EXCERPTED RECORDS Start Marker
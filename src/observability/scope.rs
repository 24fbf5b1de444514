//! ObservationScope for automatic start/complete logging
//!
//! Per OBSERVABILITY.md:
//! - Logs START event on creation
//! - Logs COMPLETE event on drop
//! - Logs ERROR/FATAL on early exit

use std::cell::Cell;

use super::logger::{Logger, Severity};

/// A scope that automatically logs start and complete events
///
/// # Usage
///
/// ```ignore
/// let scope = ObservationScope::new("SNAPSHOT");
/// // ... do work ...
/// scope.complete(); // logs SNAPSHOT_COMPLETE
/// // if not completed, logs SNAPSHOT_ERROR on drop
/// ```
///
/// # Behavior
///
/// - Logs `{name}_START` on creation (at INFO level)
/// - Logs `{name}_COMPLETE` when `complete()` is called (at INFO level)
/// - Logs `{name}_ERROR` on drop if not completed (at ERROR level)
pub struct ObservationScope<'a> {
    name: &'a str,
    completed: Cell<bool>,
    fields: Vec<(&'a str, String)>,
}

impl<'a> ObservationScope<'a> {
    /// Create a new observation scope
    ///
    /// Logs `{name}_BEGIN` immediately.
    pub fn new(name: &'a str) -> Self {
        let event = format!("{}_BEGIN", name);
        Logger::info(&event, &[]);

        Self {
            name,
            completed: Cell::new(false),
            fields: Vec::new(),
        }
    }

    /// Create a new observation scope with additional fields
    pub fn with_fields(name: &'a str, fields: &[(&'a str, &str)]) -> Self {
        let event = format!("{}_BEGIN", name);
        let field_refs: Vec<(&str, &str)> = fields.iter()
            .map(|(k, v)| (*k, *v))
            .collect();
        Logger::info(&event, &field_refs);

        Self {
            name,
            completed: Cell::new(false),
            fields: fields.iter()
                .map(|(k, v)| (*k, v.to_string()))
                .collect(),
        }
    }

    /// Mark the scope as successfully completed
    ///
    /// Logs `{name}_COMPLETE` at INFO level.
    pub fn complete(self) {
        self.completed.set(true);
        let event = format!("{}_COMPLETE", self.name);
        let field_refs: Vec<(&str, &str)> = self.fields.iter()
            .map(|(k, v)| (*k, v.as_str()))
            .collect();
        Logger::info(&event, &field_refs);
    }

    /// Mark the scope as successfully completed with additional fields
    pub fn complete_with_fields(self, extra_fields: &[(&str, &str)]) {
        self.completed.set(true);
        let event = format!("{}_COMPLETE", self.name);

        let mut all_fields: Vec<(&str, &str)> = self.fields.iter()
            .map(|(k, v)| (*k, v.as_str()))
            .collect();
        all_fields.extend(extra_fields.iter().copied());

        Logger::info(&event, &all_fields);
    }

    /// Mark the scope as failed with a reason
    ///
    /// Logs `{name}_FAILED` at ERROR level.
    pub fn fail(self, reason: &str) {
        self.completed.set(true);
        let event = format!("{}_FAILED", self.name);
        Logger::error(&event, &[("reason", reason)]);
    }

    /// Mark the scope as failed with FATAL severity
    ///
    /// Logs `{name}_FAILED` at FATAL level.
    pub fn fail_fatal(self, reason: &str) {
        self.completed.set(true);
        let event = format!("{}_FAILED", self.name);
        Logger::fatal(&event, &[("reason", reason)]);
    }

    /// Check if the scope has been completed
    pub fn is_completed(&self) -> bool {
        self.completed.get()
    }
}

impl Drop for ObservationScope<'_> {
    fn drop(&mut self) {
        // Only log error if not already completed
        if !self.completed.get() {
            let event = format!("{}_INCOMPLETE", self.name);
            Logger::warn(&event, &[("reason", "scope dropped without completion")]);
        }
    }
}

/// A simple duration timer for logging elapsed time
pub struct Timer {
    start: std::time::Instant,
}

impl Timer {
    /// Create a new timer
    pub fn new() -> Self {
        Self {
            start: std::time::Instant::now(),
        }
    }

    /// Get elapsed milliseconds as a string
    pub fn elapsed_ms(&self) -> String {
        self.start.elapsed().as_millis().to_string()
    }
}

impl Default for Timer {
    fn default() -> Self {
        Self::new()
    }
}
EXCERPTED RECORDS End Marker
DESCRIPTION OF THE TASK -
Output the data once more, exactly as given.

SOLUTION FOR THIS TASK -
filename src/observability/scope.rs
repository 24fbf5b1de444514
//! ObservationScope for automatic start/complete logging
//!
//! Per OBSERVABILITY.md:
//! - Logs START event on creation
//! - Logs COMPLETE event on drop
//! - Logs ERROR/FATAL on early exit

use std::cell::Cell;

use super::logger::{Logger, Severity};

/// A scope that automatically logs start and complete events
///
/// # Usage
///
/// ```ignore
/// let scope = ObservationScope::new("SNAPSHOT");
/// // ... do work ...
/// scope.complete(); // logs SNAPSHOT_COMPLETE
/// // if not completed, logs SNAPSHOT_ERROR on drop
/// ```
///
/// # Behavior
///
/// - Logs `{name}_START` on creation (at INFO level)
/// - Logs `{name}_COMPLETE` when `complete()` is called (at INFO level)
/// - Logs `{name}_ERROR` on drop if not completed (at ERROR level)
pub struct ObservationScope<'a> {
    name: &'a str,
    completed: Cell<bool>,
    fields: Vec<(&'a str, String)>,
}

impl<'a> ObservationScope<'a> {
    /// Create a new observation scope
    ///
    /// Logs `{name}_BEGIN` immediately.
    pub fn new(name: &'a str) -> Self {
        let event = format!("{}_BEGIN", name);
        Logger::info(&event, &[]);

        Self {
            name,
            completed: Cell::new(false),
            fields: Vec::new(),
        }
    }

    /// Create a new observation scope with additional fields
    pub fn with_fields(name: &'a str, fields: &[(&'a str, &str)]) -> Self {
        let event = format!("{}_BEGIN", name);
        let field_refs: Vec<(&str, &str)> = fields.iter()
            .map(|(k, v)| (*k, *v))
            .collect();
        Logger::info(&event, &field_refs);

        Self {
            name,
            completed: Cell::new(false),
            fields: fields.iter()
                .map(|(k, v)| (*k, v.to_string()))
                .collect(),
        }
    }

    /// Mark the scope as successfully completed
    ///
    /// Logs `{name}_COMPLETE` at INFO level.
    pub fn complete(self) {
        self.completed.set(true);
        let event = format!("{}_COMPLETE", self.name);
        let field_refs: Vec<(&str, &str)> = self.fields.iter()
            .map(|(k, v)| (*k, v.as_str()))
            .collect();
        Logger::info(&event, &field_refs);
    }

    /// Mark the scope as successfully completed with additional fields
    pub fn complete_with_fields(self, extra_fields: &[(&str, &str)]) {
        self.completed.set(true);
        let event = format!("{}_COMPLETE", self.name);

        let mut all_fields: Vec<(&str, &str)> = self.fields.iter()
            .map(|(k, v)| (*k, v.as_str()))
            .collect();
        all_fields.extend(extra_fields.iter().copied());

        Logger::info(&event, &all_fields);
    }

    /// Mark the scope as failed with a reason
    ///
    /// Logs `{name}_FAILED` at ERROR level.
    pub fn fail(self, reason: &str) {
        self.completed.set(true);
        let event = format!("{}_FAILED", self.name);
        Logger::error(&event, &[("reason", reason)]);
    }

    /// Mark the scope as failed with FATAL severity
    ///
    /// Logs `{name}_FAILED` at FATAL level.
    pub fn fail_fatal(self, reason: &str) {
        self.completed.set(true);
        let event = format!("{}_FAILED", self.name);
        Logger::fatal(&event, &[("reason", reason)]);
    }

    /// Check if the scope has been completed
    pub fn is_completed(&self) -> bool {
        self.completed.get()
    }
}

impl Drop for ObservationScope<'_> {
    fn drop(&mut self) {
        // Only log error if not already completed
        if !self.completed.get() {
            let event = format!("{}_INCOMPLETE", self.name);
            Logger::warn(&event, &[("reason", "scope dropped without completion")]);
        }
    }
}

/// A simple duration timer for logging elapsed time
pub struct Timer {
    start: std::time::Instant,
}

impl Timer {
    /// Create a new timer
    pub fn new() -> Self {
        Self {
            start: std::time::Instant::now(),
        }
    }

    /// Get elapsed milliseconds as a string
    pub fn elapsed_ms(&self) -> String {
        self.start.elapsed().as_millis().to_string()
    }
}

impl Default for Timer {
    fn default() -> Self {
        Self::new()
    }
}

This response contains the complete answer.